#### Directions for this task
Search the data for the word "FromStr". Reproduce every line where it is found.

===== Exercise inputs

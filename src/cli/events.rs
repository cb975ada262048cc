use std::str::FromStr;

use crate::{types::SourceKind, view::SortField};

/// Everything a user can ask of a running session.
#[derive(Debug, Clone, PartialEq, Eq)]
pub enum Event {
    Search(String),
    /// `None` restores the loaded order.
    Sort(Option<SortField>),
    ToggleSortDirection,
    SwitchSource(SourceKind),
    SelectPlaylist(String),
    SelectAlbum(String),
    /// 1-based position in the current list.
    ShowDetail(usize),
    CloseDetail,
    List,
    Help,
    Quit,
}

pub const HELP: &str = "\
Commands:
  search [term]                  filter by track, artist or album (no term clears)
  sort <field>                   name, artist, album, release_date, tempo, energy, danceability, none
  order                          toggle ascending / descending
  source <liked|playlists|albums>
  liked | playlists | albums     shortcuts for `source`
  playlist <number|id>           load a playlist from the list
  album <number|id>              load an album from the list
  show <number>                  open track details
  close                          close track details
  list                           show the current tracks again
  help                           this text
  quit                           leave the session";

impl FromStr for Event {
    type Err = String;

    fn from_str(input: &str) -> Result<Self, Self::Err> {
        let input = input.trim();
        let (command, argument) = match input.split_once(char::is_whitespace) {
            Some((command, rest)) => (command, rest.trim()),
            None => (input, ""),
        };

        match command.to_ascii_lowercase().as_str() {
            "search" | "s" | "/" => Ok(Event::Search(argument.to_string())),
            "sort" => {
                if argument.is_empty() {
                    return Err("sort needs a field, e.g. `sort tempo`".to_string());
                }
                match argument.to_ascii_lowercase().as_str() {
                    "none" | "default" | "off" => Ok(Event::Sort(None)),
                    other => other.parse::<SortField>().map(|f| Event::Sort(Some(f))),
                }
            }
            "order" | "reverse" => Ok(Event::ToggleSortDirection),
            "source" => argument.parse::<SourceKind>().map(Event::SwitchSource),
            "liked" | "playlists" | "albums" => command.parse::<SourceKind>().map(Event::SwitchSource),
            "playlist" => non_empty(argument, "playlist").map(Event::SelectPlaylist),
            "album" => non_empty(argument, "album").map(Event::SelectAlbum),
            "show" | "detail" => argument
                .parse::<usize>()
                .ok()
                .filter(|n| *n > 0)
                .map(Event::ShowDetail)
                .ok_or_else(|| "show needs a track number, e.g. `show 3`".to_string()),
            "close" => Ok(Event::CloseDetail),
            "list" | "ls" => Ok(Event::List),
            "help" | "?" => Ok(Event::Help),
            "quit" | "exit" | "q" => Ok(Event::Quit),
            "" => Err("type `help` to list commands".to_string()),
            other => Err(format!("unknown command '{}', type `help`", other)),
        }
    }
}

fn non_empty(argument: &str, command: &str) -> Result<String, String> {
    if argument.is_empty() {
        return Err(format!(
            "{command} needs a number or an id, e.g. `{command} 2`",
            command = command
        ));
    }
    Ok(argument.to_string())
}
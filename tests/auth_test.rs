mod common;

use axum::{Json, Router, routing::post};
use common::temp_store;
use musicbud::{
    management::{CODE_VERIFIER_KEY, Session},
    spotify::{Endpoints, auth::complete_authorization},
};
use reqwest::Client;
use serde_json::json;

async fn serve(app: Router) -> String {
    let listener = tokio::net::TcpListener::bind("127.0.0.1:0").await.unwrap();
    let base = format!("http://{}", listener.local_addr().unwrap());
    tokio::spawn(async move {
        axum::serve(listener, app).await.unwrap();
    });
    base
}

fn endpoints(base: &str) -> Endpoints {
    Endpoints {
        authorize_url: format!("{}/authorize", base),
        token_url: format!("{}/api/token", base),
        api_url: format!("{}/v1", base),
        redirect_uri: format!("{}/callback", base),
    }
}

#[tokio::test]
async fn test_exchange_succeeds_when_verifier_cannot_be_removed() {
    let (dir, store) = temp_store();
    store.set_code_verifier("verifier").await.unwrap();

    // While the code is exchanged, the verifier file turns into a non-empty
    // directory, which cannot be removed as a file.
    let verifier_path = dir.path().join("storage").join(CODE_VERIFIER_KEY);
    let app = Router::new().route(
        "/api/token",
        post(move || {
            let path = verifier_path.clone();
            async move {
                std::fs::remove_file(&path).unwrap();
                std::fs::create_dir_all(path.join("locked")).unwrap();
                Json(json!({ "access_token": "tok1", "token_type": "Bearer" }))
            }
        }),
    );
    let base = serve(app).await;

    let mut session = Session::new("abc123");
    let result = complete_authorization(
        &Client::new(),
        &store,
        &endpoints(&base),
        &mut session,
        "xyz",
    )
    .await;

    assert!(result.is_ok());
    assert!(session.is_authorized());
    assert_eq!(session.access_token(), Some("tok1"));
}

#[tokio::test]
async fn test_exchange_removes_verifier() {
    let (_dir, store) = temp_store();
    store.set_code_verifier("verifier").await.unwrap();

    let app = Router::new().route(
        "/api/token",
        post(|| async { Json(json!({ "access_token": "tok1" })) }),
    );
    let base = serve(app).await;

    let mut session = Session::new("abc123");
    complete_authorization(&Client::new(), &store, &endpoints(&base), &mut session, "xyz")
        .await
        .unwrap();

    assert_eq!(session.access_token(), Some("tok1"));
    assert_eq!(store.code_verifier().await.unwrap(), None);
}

==========

#### Answer section
use std::str::FromStr;
impl FromStr for Event {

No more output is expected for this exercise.